» Try it
Using the records below, write out again exactly the lines that begin at the line containing "for binding in" and end at the line containing "upload by default.", and no other lines.

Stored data
□ □ □ □ □ □ □
//! Command hooks fired by the file-manager runtime after a command completes.

use std::any::Any;
use std::fmt;
use std::sync::Arc;

use roots::Command;
use serde::ser::{Serialize, SerializeMap, Serializer};
use serde_json::Value;
use tracing::debug;

/// Commands the connector binds its hook to.
pub const HOOKED_COMMANDS: [Command; 3] = [Command::Upload, Command::Rm, Command::Mkdir];

/// A completed command as reported by the runtime.
#[derive(Clone, Copy)]
pub struct CommandEvent<'a> {
    pub command: Command,
    pub result: &'a Value,
    pub args: &'a Value,
    /// The runtime instance, opaque to the connector.
    pub runtime: Option<&'a dyn Any>,
}

impl fmt::Debug for CommandEvent<'_> {
    fn fmt(&self, f: &mut fmt::Formatter<'_>) -> fmt::Result {
        f.debug_struct("CommandEvent")
            .field("command", &self.command)
            .field("result", &self.result)
            .field("args", &self.args)
            .field("runtime", &self.runtime.is_some())
            .finish()
    }
}

/// Receives completed commands, e.g. for auditing or quota updates.
pub trait CommandHook: Send + Sync {
    /// Identifier written into the serialized bind table.
    fn name(&self) -> &str;

    fn on_command(&self, event: &CommandEvent<'_>);
}

/// The default hook. Does nothing beyond logging.
#[derive(Debug, Clone, Copy, Default)]
pub struct NoopCommandHook;

impl CommandHook for NoopCommandHook {
    fn name(&self) -> &str {
        "connector.on_command"
    }

    fn on_command(&self, event: &CommandEvent<'_>) {
        debug!(command = %event.command, "Command completed");
    }
}

/// A hook bound to a set of commands.
#[derive(Clone)]
pub struct Binding {
    commands: Vec<Command>,
    hook: Arc<dyn CommandHook>,
}

impl Binding {
    pub fn commands(&self) -> &[Command] {
        &self.commands
    }

    pub fn hook(&self) -> &Arc<dyn CommandHook> {
        &self.hook
    }

    /// The runtime's key for this binding: command names joined by spaces.
    pub fn key(&self) -> String {
        self.commands
            .iter()
            .map(Command::as_str)
            .collect::<Vec<_>>()
            .join(" ")
    }
}

/// Command bindings handed to the runtime.
///
/// Serializes as a map from space-separated command names to hook names.
#[derive(Clone, Default)]
pub struct BindTable(Vec<Binding>);

impl BindTable {
    pub fn new() -> Self {
        Self::default()
    }

    pub fn bind(
        &mut self,
        commands: impl IntoIterator<Item = Command>,
        hook: Arc<dyn CommandHook>,
    ) {
        self.0.push(Binding {
            commands: commands.into_iter().collect(),
            hook,
        });
    }

    pub fn bindings(&self) -> &[Binding] {
        &self.0
    }

    pub fn len(&self) -> usize {
        self.0.len()
    }

    pub fn is_empty(&self) -> bool {
        self.0.is_empty()
    }

    /// Fire every hook bound to the event's command. Returns how many fired.
    pub fn dispatch(&self, event: &CommandEvent<'_>) -> usize {
        self.0
            .iter()
            .filter(|binding| binding.commands.contains(&event.command))
            .inspect(|binding| binding.hook.on_command(event))
            .count()
    }
}

impl fmt::Debug for BindTable {
    fn fmt(&self, f: &mut fmt::Formatter<'_>) -> fmt::Result {
        f.debug_map()
            .entries(self.0.iter().map(|b| (b.key(), b.hook.name().to_string())))
            .finish()
    }
}

impl Serialize for BindTable {
    fn serialize<S: Serializer>(&self, serializer: S) -> Result<S::Ok, S::Error> {
        let mut map = serializer.serialize_map(Some(self.0.len()))?;
        for binding in &self.0 {
            map.serialize_entry(&binding.key(), binding.hook.name())?;
        }
        map.end()
    }
}
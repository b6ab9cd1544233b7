//! Default policy every root is merged against.

use serde::{Deserialize, Serialize};

use crate::attributes::{AttributeRule, AttributeSet};
use crate::command::Command;
use crate::error::Result;
use crate::root::{RootTemplate, UploadOrder, UploadPolicy};

/// MIME categories accepted for upload by default.
pub const DEFAULT_UPLOAD_ALLOW: &[&str] = &[
    "image",
    "audio",
    "video",
    "text/html",
    "text/csv",
    "application/pdf",
    "application/postscript",
    "application/vnd.oasis.opendocument.text",
];

/// Commands disabled by default.
pub const DEFAULT_DISABLED: &[Command] = &[
    Command::Duplicate,
    Command::Rename,
    Command::Mkdir,
    Command::Mkfile,
    Command::Copy,
    Command::Cut,
    Command::Paste,
    Command::Edit,
    Command::Extract,
    Command::Archive,
    Command::Help,
    Command::Resize,
    Command::Netmount,
];

/// Patterns hidden by default: server-side scripts, soft-deleted entries,
/// thumbnail caches and quarantine folders.
pub const DEFAULT_HIDDEN_PATTERNS: &[&str] = &[
    r"/\.(php|py|pl|sh|xml)$/i",
    "/_DELETED_/",
    "/.tmb/",
    "/.thumbs/",
    "/.quarantine/",
];

/// Baseline upload rules, disabled commands and attribute rules.
///
/// The policy is a plain value handed to the connector at construction, so
/// callers can substitute their own without touching shared state.
#[derive(Debug, Clone, PartialEq, Eq, Serialize, Deserialize)]
#[serde(default)]
pub struct DefaultPolicy {
    pub upload_overwrite: bool,
    pub upload_allow: Vec<String>,
    pub upload_deny: Vec<String>,
    pub upload_order: Vec<UploadOrder>,
    pub disabled: Vec<Command>,
    pub attributes: Vec<AttributeRule>,
}

impl DefaultPolicy {
    /// The built-in baseline.
    pub fn builtin() -> Self {
        Self {
            upload_overwrite: false,
            upload_allow: DEFAULT_UPLOAD_ALLOW.iter().map(|s| s.to_string()).collect(),
            upload_deny: Vec::new(),
            upload_order: vec![UploadOrder::Allow],
            disabled: DEFAULT_DISABLED.to_vec(),
            attributes: DEFAULT_HIDDEN_PATTERNS
                .iter()
                .map(|pattern| AttributeRule::hidden(*pattern))
                .collect(),
        }
    }

    /// A policy that imposes nothing.
    pub fn permissive() -> Self {
        Self {
            upload_overwrite: false,
            upload_allow: Vec::new(),
            upload_deny: Vec::new(),
            upload_order: Vec::new(),
            disabled: Vec::new(),
            attributes: Vec::new(),
        }
    }

    /// A fresh template. Every call returns an independent copy.
    pub fn defaults(&self) -> RootTemplate {
        RootTemplate {
            upload: UploadPolicy {
                overwrite: self.upload_overwrite,
                allow: self.upload_allow.clone(),
                deny: self.upload_deny.clone(),
                order: self.upload_order.clone(),
            },
            disabled: self.disabled.clone(),
            attributes: self.attributes.clone(),
        }
    }

    /// Check that every attribute pattern compiles.
    pub fn validate(&self) -> Result<()> {
        AttributeSet::compile(&self.attributes).map(|_| ())
    }
}

impl Default for DefaultPolicy {
    fn default() -> Self {
        Self::builtin()
    }
}

#[cfg(test)]
mod tests {
    use super::*;
    use crate::attributes::Attribute;

    #[test]
    fn test_builtin_baseline() {
        let template = DefaultPolicy::builtin().defaults();

        assert!(!template.upload.overwrite);
        assert_eq!(template.upload.allow.len(), 8);
        assert!(template.upload.deny.is_empty());
        assert_eq!(template.upload.order, vec![UploadOrder::Allow]);
        assert_eq!(template.disabled.len(), 13);
        assert_eq!(template.attributes.len(), 5);
        assert!(template
            .attributes
            .iter()
            .all(|rule| rule.hidden == Some(true) && rule.read == Some(false)));
    }

    #[test]
    fn test_builtin_commands_are_unique() {
        let mut disabled = DEFAULT_DISABLED.to_vec();
        disabled.sort();
        disabled.dedup();
        assert_eq!(disabled.len(), DEFAULT_DISABLED.len());
        assert!(!disabled.contains(&Command::Upload));
        assert!(!disabled.contains(&Command::Rm));
    }

    #[test]
    fn test_defaults_are_independent() {
        let policy = DefaultPolicy::builtin();
        let mut first = policy.defaults();
        let second = policy.defaults();

        first.upload.overwrite = true;
        first.upload.allow.clear();
        first.disabled.push(Command::Upload);
        first.attributes[0].hidden = Some(false);
        first.attributes.push(AttributeRule::hidden("/x/"));

        assert_ne!(first, second);
        assert_eq!(second, policy.defaults());
        assert_eq!(second.attributes.len(), 5);
        assert_eq!(second.attributes[0].get(Attribute::Hidden), Some(true));
    }

    #[test]
    fn test_builtin_validates() {
        assert!(DefaultPolicy::builtin().validate().is_ok());
    }

    #[test]
    fn test_builtin_hides_scripts_and_trash() {
        let policy = DefaultPolicy::builtin();
        let set = AttributeSet::compile(&policy.attributes).unwrap();

        assert_eq!(set.resolve(Attribute::Hidden, "/exploit.PHP"), Some(true));
        assert_eq!(set.resolve(Attribute::Hidden, "/old_DELETED_12.doc"), Some(true));
        assert_eq!(set.resolve(Attribute::Hidden, "/images/.tmb/a.png"), Some(true));
        assert_eq!(set.resolve(Attribute::Hidden, "/syllabus.pdf"), None);
    }

    #[test]
    fn test_bad_policy_pattern() {
        let mut policy = DefaultPolicy::builtin();
        policy.attributes.push(AttributeRule::hidden("no-delimiters"));
        assert!(policy.validate().is_err());
    }

    #[test]
    fn test_deserialize_partial_policy() {
        let policy: DefaultPolicy =
            serde_json::from_value(serde_json::json!({ "upload_overwrite": true })).unwrap();
        assert!(policy.upload_overwrite);
        assert_eq!(policy.disabled.len(), 13);
    }
}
□ □ □ □ □ □ □
» Completed task
        for binding in &self.0 {
            map.serialize_entry(&binding.key(), binding.hook.name())?;
        }
        map.end()
    }
}
repository b6ab9cd1544233b7
//! Default policy every root is merged against.

use serde::{Deserialize, Serialize};

use crate::attributes::{AttributeRule, AttributeSet};
use crate::command::Command;
use crate::error::Result;
use crate::root::{RootTemplate, UploadOrder, UploadPolicy};

/// MIME categories accepted for upload by default.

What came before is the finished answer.